On l'a vu, il y a peu de chose à dire sur la pairie à l'époque de la première dynastie de nos rois. Charles Martel, vainqueur de tous les maires, des Sarrasins, des Frisons, conquérant de l'Aquitaine, était devenu le seigneur le plus puissant de la France; Pepin sut se concilier le clergé que son père avait exaspéré, et réussit à s'approprier la couronne; Charlemagne acheva de consolider cet empire et sut l'agrandir. La nation fut appelée régulièrement à de grandes assemblées, perfectionnement des conventus gaulois, pour y discuter les intérêts communs. La féodalité fut arrêtée dans son essor; mais elle reprit le cours de ses agrandissements sous les successeurs de ce grand prince. Les guerres de Louis le Débonnaire contre ses fils, celles de Charles le Chauve contre ses frères, les sacrifices honteux qu'elles imposèrent à leur faiblesse, achevérent la consolidation de la féodalité. Bientôt les seigneurs obtinrent le droit de refuser le service militaire, ensuite ils prirent charges de suzerain.

La féodalité toute-puissante s'affaiblit d'elle-même; mais auparavant elle avait fait passer la couronne de Lothaire sur la tête du grand vassal Hugues Capet. Ainsi le plus fort des co-partageants du pouvoir royal qui tous prétendaient à l'indépendance, s'était emparé du trône.

Cette révolution devait amener la décadence de la féodalité, parce que les grands vassaux trop divisés d'intérêts devaient se soumettre entièrement l'un après l'autre à celui que plus de puissance et d'habileté avaient fait roi, et que le pouvoir royal devait sans cesse tendre à anéantir leur influence. La pairie confondue avec la féodalité suivit les mêmes vicissitudes; elle ne prit une forme déterminée que plus tard.

La classe des hommes libres s'était anéantie sous la seconde race. La gent taillable, comme on l'appelait alors, était soumise à toutes les exigences des seigneurs. Quand elle n'eut plus rien à céder, elle résista à leurs exactions, elle se souleva. Pour la ramener les seigneurs lui donnèrent des chartres d'affranchissement, et des pactes de paix et de franchise furent accordés pour obtenir des indemnités en argent. Ce fut sous Louis le Gros que commença cette innovation qui bientôt devint générale, par l'encouragement que lui donna le roi, qui vit combien elle accroissait le bien-être de l'État. Cet affranchissement comprit bientôt tous les pouvoirs ;

la puissance municipale se fonda et fit des communes autant de petites républiques. L'administration devint plus douce, l'aisance reparut, le peuple devint à son tour propriétaire, et, par la suite, le souverain n'eut qu'à confirmer ces droits pour qu'une administration libérale se trouvât établie. Ainsi la démocratie rendit à la couronne toute la splendeur que la féodalité lui avait ravie.

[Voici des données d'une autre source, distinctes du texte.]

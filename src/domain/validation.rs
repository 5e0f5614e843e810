use super::plan::parse_iso_date;

pub const MIN_PASSWORD_LENGTH: usize = 6;

pub const DATE_FORMAT_ERROR: &str = "Start/end dates must be valid ISO dates (YYYY-MM-DD).";
pub const DATE_RANGE_ERROR: &str = "Plan dates must end no later than 9999-12-31.";

/// Check a member form before anything is written. Returns every problem
/// found as a user-facing message; an empty list means the input is valid.
pub fn validate_member_inputs(
    full_name: &str,
    phone: &str,
    plan_price: &str,
    start_date: &str,
    end_date: &str,
) -> Vec<String> {
    let mut errors = Vec::new();

    if full_name.trim().is_empty() {
        errors.push("Full name is required.".to_string());
    }
    if phone.trim().is_empty() {
        errors.push("Phone is required.".to_string());
    }
    if parse_price(plan_price).is_none() {
        errors.push("Plan price must be a non-negative number.".to_string());
    }

    match (parse_iso_date(start_date), parse_iso_date(end_date)) {
        (Ok(start), Ok(end)) => {
            if end <= start {
                errors.push("End date must be after start date.".to_string());
            }
        }
        _ => errors.push(DATE_FORMAT_ERROR.to_string()),
    }

    errors
}

/// Parse a price entered as text. Accepts finite, non-negative numbers only.
pub fn parse_price(value: &str) -> Option<f64> {
    value
        .trim()
        .parse::<f64>()
        .ok()
        .filter(|price| price.is_finite() && *price >= 0.0)
}

pub fn validate_payment_amount(amount: f64) -> Vec<String> {
    if amount.is_finite() && amount > 0.0 {
        Vec::new()
    } else {
        vec!["Amount must be > 0.".to_string()]
    }
}

pub fn validate_new_password(new_password: &str, confirm: &str) -> Vec<String> {
    let mut errors = Vec::new();
    if new_password.chars().count() < MIN_PASSWORD_LENGTH {
        errors.push(format!(
            "Password must be at least {} characters.",
            MIN_PASSWORD_LENGTH
        ));
    }
    if new_password != confirm {
        errors.push("Passwords do not match.".to_string());
    }
    errors
}
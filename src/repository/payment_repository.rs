use async_trait::async_trait;
use chrono::NaiveDate;
use sqlx::FromRow;

use crate::{
    db::{Database, SqlValue},
    domain::{MonthlyRevenue, NewPayment, Payment, PaymentMethod, PaymentWithMember},
    error::{AppError, Result},
    repository::PaymentRepository,
};

pub(crate) const INSERT_PAYMENT_SQL: &str =
    "INSERT INTO payments (member_id, amount, date, method, notes) VALUES (?, ?, ?, ?, ?)";

pub(crate) fn payment_params(payment: &NewPayment) -> Vec<SqlValue> {
    vec![
        payment.member_id.into(),
        payment.amount.into(),
        payment.date.into(),
        payment.method.as_str().into(),
        payment.notes.clone().into(),
    ]
}

#[derive(FromRow)]
struct PaymentRow {
    id: i64,
    member_id: i64,
    amount: f64,
    date: NaiveDate,
    method: String,
    notes: Option<String>,
}

#[derive(FromRow)]
struct PaymentExportRow {
    id: i64,
    member_id: i64,
    full_name: String,
    amount: f64,
    date: NaiveDate,
    method: String,
    notes: Option<String>,
}

#[derive(FromRow)]
struct RevenueRow {
    month: String,
    revenue: f64,
}

pub struct SqlitePaymentRepository {
    db: Database,
}

impl SqlitePaymentRepository {
    pub fn new(db: Database) -> Self {
        Self { db }
    }

    fn row_to_payment(row: PaymentRow) -> Result<Payment> {
        Ok(Payment {
            id: row.id,
            member_id: row.member_id,
            amount: row.amount,
            date: row.date,
            method: Self::parse_payment_method(&row.method)?,
            notes: row.notes,
        })
    }

    fn parse_payment_method(s: &str) -> Result<PaymentMethod> {
        PaymentMethod::from_str(s)
            .ok_or_else(|| AppError::Database(format!("Invalid payment method: {}", s)))
    }
}

#[async_trait]
impl PaymentRepository for SqlitePaymentRepository {
    async fn create(&self, payment: NewPayment) -> Result<Payment> {
        let result = self
            .db
            .execute(INSERT_PAYMENT_SQL, &payment_params(&payment))
            .await?;

        self.find_by_id(result.last_insert_id).await?.ok_or_else(|| {
            AppError::Database("Failed to retrieve created payment".to_string())
        })
    }

    async fn create_many(&self, payments: &[NewPayment]) -> Result<u64> {
        let rows: Vec<Vec<SqlValue>> = payments.iter().map(payment_params).collect();
        self.db.execute_many(INSERT_PAYMENT_SQL, &rows).await
    }

    async fn find_by_id(&self, id: i64) -> Result<Option<Payment>> {
        let row: Option<PaymentRow> = self
            .db
            .fetch_one(
                "SELECT id, member_id, amount, date, method, notes FROM payments WHERE id = ?",
                &[id.into()],
            )
            .await?;

        row.map(Self::row_to_payment).transpose()
    }

    async fn find_by_member(&self, member_id: i64) -> Result<Vec<Payment>> {
        let rows: Vec<PaymentRow> = self
            .db
            .fetch_all(
                r#"
                SELECT id, member_id, amount, date, method, notes
                FROM payments
                WHERE member_id = ?
                ORDER BY date DESC, id DESC
                "#,
                &[member_id.into()],
            )
            .await?;

        rows.into_iter()
            .map(Self::row_to_payment)
            .collect()
    }

    async fn list_with_members(&self) -> Result<Vec<PaymentWithMember>> {
        let rows: Vec<PaymentExportRow> = self
            .db
            .fetch_all(
                r#"
                SELECT p.id, p.member_id, m.full_name, p.amount, p.date, p.method, p.notes
                FROM payments p
                JOIN members m ON m.id = p.member_id
                ORDER BY p.date DESC, p.id DESC
                "#,
                &[],
            )
            .await?;

        rows.into_iter()
            .map(|r| {
                Ok(PaymentWithMember {
                    id: r.id,
                    member_id: r.member_id,
                    full_name: r.full_name,
                    amount: r.amount,
                    date: r.date,
                    method: Self::parse_payment_method(&r.method)?,
                    notes: r.notes,
                })
            })
            .collect()
    }

    async fn revenue_by_month(&self) -> Result<Vec<MonthlyRevenue>> {
        let rows: Vec<RevenueRow> = self
            .db
            .fetch_all(
                r#"
                SELECT strftime('%Y-%m', date) AS month, SUM(amount) AS revenue
                FROM payments
                GROUP BY strftime('%Y-%m', date)
                ORDER BY month DESC
                "#,
                &[],
            )
            .await?;

        Ok(rows
            .into_iter()
            .map(|r| MonthlyRevenue { month: r.month, revenue: r.revenue })
            .collect())
    }

    async fn revenue_between(&self, from: NaiveDate, until: NaiveDate) -> Result<f64> {
        let total: Option<(f64,)> = self
            .db
            .fetch_one(
                "SELECT COALESCE(SUM(amount), 0.0) FROM payments WHERE date >= ? AND date < ?",
                &[from.into(), until.into()],
            )
            .await?;

        Ok(total.map(|(t,)| t).unwrap_or(0.0))
    }
}
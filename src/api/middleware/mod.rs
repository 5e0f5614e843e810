pub mod auth;
pub mod refresh;
use std::sync::Arc;

use chrono::{Datelike, NaiveDate};

use crate::{
    domain::{
        normalize_notes,
        plan::{
            self, calc_end_date, end_date_for, format_iso_date, infer_status_on, is_known_plan,
            parse_iso_date, DateError,
        },
        validation::{
            parse_price, validate_member_inputs, validate_payment_amount, DATE_FORMAT_ERROR,
            DATE_RANGE_ERROR,
        },
        NewPayment, PlanChange, RenewalOutcome, RenewalPreview, RenewalRequest,
    },
    error::{AppError, Result},
    repository::MemberRepository,
};

/// Extends a running membership or restarts an expired one.
///
/// A renewal rewrites the member's plan, price, dates and status and can
/// record the matching payment, dated today. Both writes share one
/// transaction.
pub struct RenewalService {
    members: Arc<dyn MemberRepository>,
}

impl RenewalService {
    pub fn new(members: Arc<dyn MemberRepository>) -> Self {
        Self { members }
    }

    /// Default start and end dates for renewing onto `plan_type` (the
    /// member's current plan when `None`).
    pub async fn preview(&self, member_id: i64, plan_type: Option<&str>) -> Result<Option<RenewalPreview>> {
        self.preview_on(member_id, plan_type, plan::today()).await
    }

    pub async fn preview_on(
        &self,
        member_id: i64,
        plan_type: Option<&str>,
        today: NaiveDate,
    ) -> Result<Option<RenewalPreview>> {
        let Some(member) = self.members.find_by_id(member_id).await? else {
            return Ok(None);
        };

        let plan_type = plan_type
            .map(str::trim)
            .filter(|p| !p.is_empty())
            .unwrap_or(member.plan_type.as_str())
            .to_string();
        let (start_date, end_date) = default_start_date(member.end_date, today)
            .and_then(|start| Some((start, end_date_for(start, &plan_type)?)))
            .filter(|(_, end)| end.year() <= 9999)
            .ok_or_else(|| AppError::validation(DATE_RANGE_ERROR))?;

        Ok(Some(RenewalPreview {
            member_id: member.id,
            current_plan_type: member.plan_type,
            current_plan_price: member.plan_price,
            current_end_date: member.end_date,
            status: member.status,
            plan_type,
            start_date,
            end_date,
        }))
    }

    pub async fn renew(&self, member_id: i64, request: RenewalRequest) -> Result<RenewalOutcome> {
        self.renew_on(member_id, request, plan::today()).await
    }

    pub async fn renew_on(
        &self,
        member_id: i64,
        request: RenewalRequest,
        today: NaiveDate,
    ) -> Result<RenewalOutcome> {
        let member = self.members.find_by_id(member_id).await?
            .ok_or_else(|| AppError::NotFound("Member not found".to_string()))?;

        let start_date = match request.start_date.as_deref().map(str::trim).filter(|s| !s.is_empty()) {
            Some(start) => start.to_string(),
            None => default_start_date(member.end_date, today)
                .map(format_iso_date)
                .ok_or_else(|| AppError::validation(DATE_RANGE_ERROR))?,
        };

        let plan_type = request.plan_type.trim();
        if !plan_type.is_empty() && !is_known_plan(plan_type) {
            tracing::debug!(
                "Unknown plan type '{}', counting it as {} month(s)",
                plan_type,
                plan::DEFAULT_PLAN_MONTHS
            );
        }

        let mut range_error = false;
        let end_date = calc_end_date(&start_date, plan_type).unwrap_or_else(|e| {
            range_error = e == DateError::OutOfRange;
            String::new()
        });

        let mut errors = validate_member_inputs(
            &member.full_name,
            &member.phone,
            &request.plan_price,
            &start_date,
            &end_date,
        );
        if range_error {
            errors.retain(|e| e != DATE_FORMAT_ERROR);
            errors.push(DATE_RANGE_ERROR.to_string());
        }
        if plan_type.is_empty() {
            errors.push("Plan type is required.".to_string());
        }
        if request.record_payment {
            if let Some(price) = parse_price(&request.plan_price) {
                errors.extend(validate_payment_amount(price));
            }
        }
        if !errors.is_empty() {
            return Err(AppError::Validation(errors));
        }

        let invalid_dates = || AppError::validation(DATE_FORMAT_ERROR);
        let start = parse_iso_date(&start_date).map_err(|_| invalid_dates())?;
        let end = parse_iso_date(&end_date).map_err(|_| invalid_dates())?;
        let price = parse_price(&request.plan_price)
            .ok_or_else(|| AppError::validation("Plan price must be a non-negative number."))?;

        let change = PlanChange {
            plan_type: plan_type.to_string(),
            plan_price: price,
            start_date: start,
            end_date: end,
            status: infer_status_on(end, today),
        };

        let payment = request.record_payment.then(|| NewPayment {
            member_id,
            amount: price,
            date: today,
            method: request.payment_method,
            notes: normalize_notes(request.payment_notes.clone()),
        });
        let payment_recorded = payment.is_some();

        let member = self.members.renew(member_id, change, payment).await?;

        tracing::info!(
            "Renewed member {} on '{}' from {} to {}",
            member.id,
            member.plan_type,
            member.start_date,
            member.end_date
        );

        Ok(RenewalOutcome { member, payment_recorded })
    }
}

/// Renewal start used when none is given, kept within four-digit years.
fn default_start_date(current_end: NaiveDate, today: NaiveDate) -> Option<NaiveDate> {
    plan::renewal_start_date(current_end, today).filter(|start| start.year() <= 9999)
}
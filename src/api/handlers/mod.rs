pub mod admin;
pub mod auth;
pub mod dashboard;
pub mod members;
pub mod payments;
pub mod renewals;
pub mod reports;
pub mod root;
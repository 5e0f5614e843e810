use chrono::NaiveDate;
use serde::{Deserialize, Serialize};

#[derive(Debug, Clone, Serialize, Deserialize, PartialEq)]
pub struct Payment {
    pub id: i64,
    pub member_id: i64,
    pub amount: f64,
    pub date: NaiveDate,
    pub method: PaymentMethod,
    pub notes: Option<String>,
}

#[derive(Debug, Clone, Copy, Serialize, Deserialize, PartialEq, Eq, Default)]
#[serde(rename_all = "lowercase")]
pub enum PaymentMethod {
    #[default]
    Cash,
    Card,
    Transfer,
}

impl PaymentMethod {
    pub fn as_str(&self) -> &'static str {
        match self {
            PaymentMethod::Cash => "cash",
            PaymentMethod::Card => "card",
            PaymentMethod::Transfer => "transfer",
        }
    }

    pub fn from_str(s: &str) -> Option<Self> {
        match s {
            "cash" => Some(PaymentMethod::Cash),
            "card" => Some(PaymentMethod::Card),
            "transfer" => Some(PaymentMethod::Transfer),
            _ => None,
        }
    }
}

#[derive(Debug, Clone)]
pub struct NewPayment {
    pub member_id: i64,
    pub amount: f64,
    pub date: NaiveDate,
    pub method: PaymentMethod,
    pub notes: Option<String>,
}

#[derive(Debug, Clone, Serialize, Deserialize)]
pub struct RecordPaymentRequest {
    pub amount: f64,
    /// Defaults to today.
    #[serde(default)]
    pub date: Option<String>,
    #[serde(default)]
    pub method: PaymentMethod,
    #[serde(default)]
    pub notes: Option<String>,
}

/// Payment joined with the paying member's name, as exported.
#[derive(Debug, Clone, Serialize, Deserialize, PartialEq)]
pub struct PaymentWithMember {
    pub id: i64,
    pub member_id: i64,
    pub full_name: String,
    pub amount: f64,
    pub date: NaiveDate,
    pub method: PaymentMethod,
    pub notes: Option<String>,
}

#[derive(Debug, Clone, Serialize, Deserialize, PartialEq)]
pub struct MonthlyRevenue {
    /// `YYYY-MM`
    pub month: String,
    pub revenue: f64,
}

/// Blank notes are stored as NULL.
pub fn normalize_notes(notes: Option<String>) -> Option<String> {
    notes
        .map(|n| n.trim().to_string())
        .filter(|n| !n.is_empty())
}
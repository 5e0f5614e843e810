use super::Database;
use crate::error::Result;

const CREATE_ADMIN_USERS: &str = r#"
    CREATE TABLE IF NOT EXISTS admin_users (
        id INTEGER PRIMARY KEY AUTOINCREMENT,
        username TEXT NOT NULL UNIQUE,
        password_hash TEXT NOT NULL,
        created_at TEXT NOT NULL
    )
"#;

const CREATE_MEMBERS: &str = r#"
    CREATE TABLE IF NOT EXISTS members (
        id INTEGER PRIMARY KEY AUTOINCREMENT,
        full_name TEXT NOT NULL,
        phone TEXT NOT NULL,
        national_id TEXT,
        join_date TEXT NOT NULL,
        plan_type TEXT NOT NULL,
        plan_price REAL NOT NULL CHECK(plan_price >= 0),
        start_date TEXT NOT NULL,
        end_date TEXT NOT NULL,
        status TEXT NOT NULL CHECK(status IN ('active','expired'))
    )
"#;

const CREATE_PAYMENTS: &str = r#"
    CREATE TABLE IF NOT EXISTS payments (
        id INTEGER PRIMARY KEY AUTOINCREMENT,
        member_id INTEGER NOT NULL,
        amount REAL NOT NULL CHECK(amount > 0),
        date TEXT NOT NULL,
        method TEXT NOT NULL CHECK(method IN ('cash','card','transfer')),
        notes TEXT,
        FOREIGN KEY(member_id) REFERENCES members(id) ON DELETE CASCADE
    )
"#;

const CREATE_APP_SETTINGS: &str = r#"
    CREATE TABLE IF NOT EXISTS app_settings (
        key TEXT PRIMARY KEY,
        value TEXT NOT NULL
    )
"#;

const CREATE_ADMIN_SESSIONS: &str = r#"
    CREATE TABLE IF NOT EXISTS admin_sessions (
        id INTEGER PRIMARY KEY AUTOINCREMENT,
        username TEXT NOT NULL,
        token_hash TEXT NOT NULL UNIQUE,
        expires_at TEXT NOT NULL,
        created_at TEXT NOT NULL,
        FOREIGN KEY(username) REFERENCES admin_users(username) ON DELETE CASCADE
    )
"#;

const CREATE_INDEXES: [&str; 2] = [
    "CREATE INDEX IF NOT EXISTS idx_members_end_date ON members(end_date)",
    "CREATE INDEX IF NOT EXISTS idx_payments_member_id ON payments(member_id)",
];

/// Idempotent: safe to run on every start.
pub async fn create_tables(db: &Database) -> Result<()> {
    for statement in [
        CREATE_ADMIN_USERS,
        CREATE_MEMBERS,
        CREATE_PAYMENTS,
        CREATE_APP_SETTINGS,
        CREATE_ADMIN_SESSIONS,
    ]
    .into_iter()
    .chain(CREATE_INDEXES)
    {
        db.execute(statement, &[]).await?;
    }

    tracing::debug!("Database schema ready");
    Ok(())
}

Tandis qu'en France les communes se constituaient pour passer à l'état de villes, en Italie elles devenaient des républiques, en Angleterre elles se maintenaient communes. Dans ce dernier pays, obligées de soutenir les vassaux contre le pouvoir royal que ceux-ci n'avaient pu affaiblir, elles accrurent la puissance seigneuriale. De là résulte l'organisation sociale anglaise : l'aristocratie Ꭹ domine la royauté; mais, obligée de s'appuyer sur le peuple, elle lui a laissé autant de liberté qu'elle l'a pu sans nuire à ses priviléges.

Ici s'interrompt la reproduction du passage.